Defensiveness and Stonewalling: Gottman

In today’s article, the final one in a series about John Gottman‘s Four Horsemen of the Apocalypse (see the posts on Contempt and Criticism), marriage-killers defensiveness and stonewalling are featured.

Defensiveness and Stonewalling Expained

Ellie Lisista defines defensiveness on the Gottman blog: “…self-protection in the form of righteous indignation or innocent victimhood in an attempt to ward off a perceived attack. Many people become defensive when they are being criticized, but the problem is that its perceived effect is blame. Defensiveness is really a way of blaming your partner. You’re saying, in effect, ‘The problem isn’t me, it’s you.’ As a result, the problem is not resolved and the conflict escalates further.”

The antidote, she says, “is to accept responsibility, even if only for part of the conflict.”

Her definition of stonewalling: “…when the listener withdraws from the interaction, shutting down and closing themselves off from the speaker because they are feeling overwhelmed or physiologically flooded. Rather than confronting the issue, someone who is stonewalling will be totally unresponsive, making evasive maneuvers such as tuning out, turning away, acting busy, or engaging in obsessive behaviors. It takes time for the negativity created by the first three horsemen to become overwhelming enough that stonewalling becomes an understandable ‘out,’ but when it does, it frequently becomes a habit.”

The first advised antidote here is to learn when to stop when feeling overwhelmed. Then take a break of at least 20 minutes—during which your goal needs to be self-soothing, not brooding.

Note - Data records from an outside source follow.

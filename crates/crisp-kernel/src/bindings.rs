//! Scoped, multi-space binding storage.
//!
//! Bindings provide name lookup with:
//! - Nested scope frames (enter/exit for blocks)
//! - Separate namespaces per [`BindingSpace`], so `$vault` the variable
//!   and `vault` the app address never collide
//! - A tri-state lookup result distinguishing "never bound" from "bound
//!   to nothing" ([`Memo`])
//!
//! Frames live in an index arena. Exiting a scope only moves the current
//! pointer back to the parent; frames are dropped with the manager at the
//! end of an interpretation or eager pass.

use std::collections::BTreeMap;
use std::fmt;

use crisp_types::Value;

/// Namespace partition for bindings.
#[derive(Debug, Clone, Copy, PartialEq, Eq, PartialOrd, Ord, Hash)]
pub enum BindingSpace {
    /// Script variables, `$name`.
    User,
    /// App and account addresses, keyed by identifier.
    Address,
    /// Contract interfaces.
    Abi,
    /// Loaded modules, keyed by module name.
    Module,
    /// External data connectors.
    DataProvider,
    /// Module aliases, keyed by alias; the value is the module name.
    Alias,
    Other,
}

impl fmt::Display for BindingSpace {
    fn fmt(&self, f: &mut fmt::Formatter<'_>) -> fmt::Result {
        let name = match self {
            BindingSpace::User => "user",
            BindingSpace::Address => "address",
            BindingSpace::Abi => "abi",
            BindingSpace::Module => "module",
            BindingSpace::DataProvider => "data provider",
            BindingSpace::Alias => "alias",
            BindingSpace::Other => "other",
        };
        f.write_str(name)
    }
}

/// A named value in one space.
#[derive(Debug, Clone, PartialEq)]
pub struct Binding {
    pub identifier: String,
    /// `None` records a name that is known to have no value.
    pub value: Option<Value>,
    pub space: BindingSpace,
    /// Identifier of the binding this one was derived from.
    pub parent: Option<String>,
}

impl Binding {
    pub fn new(identifier: impl Into<String>, value: Option<Value>, space: BindingSpace) -> Self {
        Self {
            identifier: identifier.into(),
            value,
            space,
            parent: None,
        }
    }

    pub fn with_parent(mut self, parent: impl Into<String>) -> Self {
        self.parent = Some(parent.into());
        self
    }
}

/// Result of looking up a binding's value.
#[derive(Debug, Clone, Copy, PartialEq)]
pub enum Memo<'a> {
    /// No binding with this name exists in scope.
    Unset,
    /// A binding exists and records that there is no value.
    Absent,
    Present(&'a Value),
}

impl<'a> Memo<'a> {
    pub fn is_unset(&self) -> bool {
        matches!(self, Memo::Unset)
    }

    pub fn value(&self) -> Option<&'a Value> {
        match self {
            Memo::Present(v) => Some(v),
            Memo::Unset | Memo::Absent => None,
        }
    }
}

#[derive(Debug, Clone, PartialEq, Eq, thiserror::Error)]
pub enum BindingError {
    #[error("{space} binding '{identifier}' already exists in this scope")]
    Duplicate {
        identifier: String,
        space: BindingSpace,
    },
}

/// Selects which bindings [`BindingsManager::get_all_bindings`] returns.
#[derive(Debug, Clone, Default)]
pub struct BindingsFilter {
    /// Only the current frame, not its ancestors.
    pub only_local: bool,
    /// Restrict to these spaces; empty means all.
    pub spaces: Vec<BindingSpace>,
}

impl BindingsFilter {
    pub fn local() -> Self {
        Self {
            only_local: true,
            spaces: Vec::new(),
        }
    }

    pub fn space(mut self, space: BindingSpace) -> Self {
        self.spaces.push(space);
        self
    }

    fn accepts(&self, space: BindingSpace) -> bool {
        self.spaces.is_empty() || self.spaces.contains(&space)
    }
}

#[derive(Debug, Clone, Default)]
struct Frame {
    parent: Option<usize>,
    bindings: BTreeMap<(BindingSpace, String), Binding>,
}

/// Scoped bindings for one interpretation or eager pass.
#[derive(Debug, Clone)]
pub struct BindingsManager {
    frames: Vec<Frame>,
    current: usize,
}

impl Default for BindingsManager {
    fn default() -> Self {
        Self::new()
    }
}

impl BindingsManager {
    /// Create a manager holding one empty root frame.
    pub fn new() -> Self {
        Self {
            frames: vec![Frame::default()],
            current: 0,
        }
    }

    /// Open a child frame of the current one and make it current.
    pub fn enter_scope(&mut self) {
        self.frames.push(Frame {
            parent: Some(self.current),
            bindings: BTreeMap::new(),
        });
        self.current = self.frames.len() - 1;
    }

    /// Return to the parent of the current frame.
    ///
    /// Panics if the current frame is the root.
    pub fn exit_scope(&mut self) {
        match self.frames[self.current].parent {
            Some(parent) => self.current = parent,
            None => panic!("cannot exit the root binding scope"),
        }
    }

    /// Nesting depth of the current frame; the root is 0.
    pub fn depth(&self) -> usize {
        self.chain().count() - 1
    }

    /// Bind `identifier` in the current frame, or the root when `is_global`.
    pub fn set_binding(
        &mut self,
        identifier: impl Into<String>,
        value: Option<Value>,
        space: BindingSpace,
        is_global: bool,
    ) -> Result<(), BindingError> {
        self.insert(Binding::new(identifier, value, space), is_global)
    }

    /// Like [`set_binding`](Self::set_binding), recording where the value
    /// came from.
    pub fn set_binding_with_parent(
        &mut self,
        identifier: impl Into<String>,
        value: Option<Value>,
        space: BindingSpace,
        parent: impl Into<String>,
        is_global: bool,
    ) -> Result<(), BindingError> {
        self.insert(
            Binding::new(identifier, value, space).with_parent(parent),
            is_global,
        )
    }

    fn insert(&mut self, binding: Binding, is_global: bool) -> Result<(), BindingError> {
        let frame = if is_global { 0 } else { self.current };
        let key = (binding.space, binding.identifier.clone());
        let bindings = &mut self.frames[frame].bindings;
        if bindings.contains_key(&key) {
            return Err(BindingError::Duplicate {
                identifier: binding.identifier,
                space: binding.space,
            });
        }
        bindings.insert(key, binding);
        Ok(())
    }

    /// Nearest binding for `identifier` in `space`.
    pub fn get_binding(&self, identifier: &str, space: BindingSpace) -> Option<&Binding> {
        let key = (space, identifier.to_string());
        self.chain()
            .find_map(|frame| self.frames[frame].bindings.get(&key))
    }

    pub fn get_binding_value(&self, identifier: &str, space: BindingSpace) -> Memo<'_> {
        match self.get_binding(identifier, space) {
            None => Memo::Unset,
            Some(Binding { value: None, .. }) => Memo::Absent,
            Some(Binding {
                value: Some(value), ..
            }) => Memo::Present(value),
        }
    }

    pub fn has_binding(&self, identifier: &str, space: BindingSpace) -> bool {
        self.get_binding(identifier, space).is_some()
    }

    /// Visible bindings, nearest occurrence of each (space, identifier)
    /// only, ordered by space then identifier.
    pub fn get_all_bindings(&self, filter: &BindingsFilter) -> Vec<Binding> {
        let mut seen: BTreeMap<(BindingSpace, &str), &Binding> = BTreeMap::new();
        let frames: Vec<usize> = if filter.only_local {
            vec![self.current]
        } else {
            self.chain().collect()
        };
        for frame in frames {
            for ((space, identifier), binding) in &self.frames[frame].bindings {
                if filter.accepts(*space) {
                    seen.entry((*space, identifier.as_str())).or_insert(binding);
                }
            }
        }
        seen.into_values().cloned().collect()
    }

    /// Copy in every binding visible in `other` that is not already
    /// visible here. Existing bindings are never overwritten.
    pub fn merge_bindings(&mut self, other: &BindingsManager) {
        self.merge(other.get_all_bindings(&BindingsFilter::default()));
    }

    /// Add raw bindings to the current frame, skipping any whose
    /// (identifier, space) is already visible.
    pub fn merge(&mut self, bindings: impl IntoIterator<Item = Binding>) {
        for binding in bindings {
            if !self.has_binding(&binding.identifier, binding.space) {
                let key = (binding.space, binding.identifier.clone());
                self.frames[self.current].bindings.insert(key, binding);
            }
        }
    }

    /// Frame indices from the current frame up to the root.
    fn chain(&self) -> impl Iterator<Item = usize> + '_ {
        std::iter::successors(Some(self.current), |&i| self.frames[i].parent)
    }
}

#[cfg(test)]
mod tests {
    use super::*;

    fn num(n: i64) -> Value {
        Value::from(n)
    }

    #[test]
    fn new_manager_is_at_root() {
        let bindings = BindingsManager::new();
        assert_eq!(bindings.depth(), 0);
    }

    #[test]
    fn set_and_get_binding() {
        let mut b = BindingsManager::new();
        b.set_binding("$x", Some(num(5)), BindingSpace::User, false)
            .unwrap();
        assert_eq!(
            b.get_binding_value("$x", BindingSpace::User),
            Memo::Present(&num(5))
        );
    }

    #[test]
    fn spaces_are_separate() {
        let mut b = BindingsManager::new();
        b.set_binding("vault", Some(num(1)), BindingSpace::Address, false)
            .unwrap();
        assert!(!b.has_binding("vault", BindingSpace::User));
        b.set_binding("vault", Some(num(2)), BindingSpace::User, false)
            .unwrap();
    }

    #[test]
    fn inner_frame_shadows_outer() {
        let mut b = BindingsManager::new();
        b.set_binding("$x", Some(num(1)), BindingSpace::User, false)
            .unwrap();
        b.enter_scope();
        b.set_binding("$x", Some(num(2)), BindingSpace::User, false)
            .unwrap();
        assert_eq!(b.get_binding_value("$x", BindingSpace::User).value(), Some(&num(2)));
        b.exit_scope();
        assert_eq!(b.get_binding_value("$x", BindingSpace::User).value(), Some(&num(1)));
    }

    #[test]
    fn exited_scope_bindings_are_invisible() {
        let mut b = BindingsManager::new();
        b.enter_scope();
        b.set_binding("$inner", Some(num(1)), BindingSpace::User, false)
            .unwrap();
        b.exit_scope();
        assert!(b.get_binding_value("$inner", BindingSpace::User).is_unset());
    }

    #[test]
    fn global_binding_lands_in_root() {
        let mut b = BindingsManager::new();
        b.enter_scope();
        b.enter_scope();
        b.set_binding("app", None, BindingSpace::Address, true)
            .unwrap();
        b.exit_scope();
        b.exit_scope();
        assert!(b.has_binding("app", BindingSpace::Address));
    }

    #[test]
    fn duplicate_in_same_frame_is_an_error() {
        let mut b = BindingsManager::new();
        b.set_binding("$x", Some(num(1)), BindingSpace::User, false)
            .unwrap();
        let err = b
            .set_binding("$x", Some(num(2)), BindingSpace::User, false)
            .unwrap_err();
        assert_eq!(
            err,
            BindingError::Duplicate {
                identifier: "$x".into(),
                space: BindingSpace::User
            }
        );
        assert_eq!(err.to_string(), "user binding '$x' already exists in this scope");
    }

    #[test]
    fn null_is_distinct_from_unset() {
        let mut b = BindingsManager::new();
        b.set_binding("$maybe", None, BindingSpace::User, false)
            .unwrap();
        assert_eq!(b.get_binding_value("$maybe", BindingSpace::User), Memo::Absent);
        assert_eq!(b.get_binding_value("$other", BindingSpace::User), Memo::Unset);
        assert!(b.has_binding("$maybe", BindingSpace::User));
    }

    #[test]
    fn get_all_returns_nearest_occurrence_sorted() {
        let mut b = BindingsManager::new();
        b.set_binding("$b", Some(num(1)), BindingSpace::User, false)
            .unwrap();
        b.set_binding("$a", Some(num(1)), BindingSpace::User, false)
            .unwrap();
        b.set_binding("vault", None, BindingSpace::Address, false)
            .unwrap();
        b.enter_scope();
        b.set_binding("$b", Some(num(2)), BindingSpace::User, false)
            .unwrap();

        let all = b.get_all_bindings(&BindingsFilter::default());
        let names: Vec<_> = all.iter().map(|b| b.identifier.as_str()).collect();
        assert_eq!(names, vec!["$a", "$b", "vault"]);
        assert_eq!(all[1].value, Some(num(2)));

        let users = b.get_all_bindings(&BindingsFilter::default().space(BindingSpace::User));
        assert_eq!(users.len(), 2);

        let local = b.get_all_bindings(&BindingsFilter::local());
        assert_eq!(local.len(), 1);
        assert_eq!(local[0].identifier, "$b");
    }

    #[test]
    fn merge_never_overwrites() {
        let mut target = BindingsManager::new();
        target
            .set_binding("$x", Some(num(1)), BindingSpace::User, false)
            .unwrap();

        let mut source = BindingsManager::new();
        source
            .set_binding("$x", Some(num(99)), BindingSpace::User, false)
            .unwrap();
        source
            .set_binding("$y", Some(num(2)), BindingSpace::User, false)
            .unwrap();

        target.merge_bindings(&source);
        assert_eq!(target.get_binding_value("$x", BindingSpace::User).value(), Some(&num(1)));
        assert_eq!(target.get_binding_value("$y", BindingSpace::User).value(), Some(&num(2)));
    }

    #[test]
    fn parent_link_is_recorded() {
        let mut b = BindingsManager::new();
        b.set_binding_with_parent("vault:0", None, BindingSpace::Address, "vault", false)
            .unwrap();
        let binding = b.get_binding("vault:0", BindingSpace::Address).unwrap();
        assert_eq!(binding.parent.as_deref(), Some("vault"));
    }

    #[test]
    #[should_panic(expected = "cannot exit the root binding scope")]
    fn exiting_root_panics() {
        let mut b = BindingsManager::new();
        b.exit_scope();
    }
}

Steven Stosny, PhD, Psychology Today, points out that whereas the other three Horsemen are found about equally between men and women, stonewalling is committed more often by men.

Two types of stonewalling are identified: aggressive and defensive.

In aggressive stonewalling, the stonewaller knows that the silence, cold shoulder, and emotional isolation hurt his partner. He stonewalls to gain leverage or power. This is a common tactic in battering relationships, in which the more powerful partner systematically controls or dominates the less powerful one.

In defensive stonewalling, conflict seems overwhelming to the stonewallers. It seems that their only choice is to shut it out (stonewall) or crush it with aggression. So shutting it out seems the better of the two. Of course, treatment teaches them that there are other choices, such as emotion regulation, engagement, and connection.

Either strategy serves to help the perpetrator feel less inadequate. However, in actuality, “Like all avoidance strategies, stonewalling only proves that we are inadequate and unlovable, or else we wouldn’t need to do it. Thus the more we do it, the more it seems that we need to do it.”

The discomfort of this feeling can be alleviated, explains Stosny, when one realizes that communication and conflict resolution are learnable skills—and just as anything else in your life that’s been worth learning often started with a sense of inadequacy and changed once you committed to the process, this will too.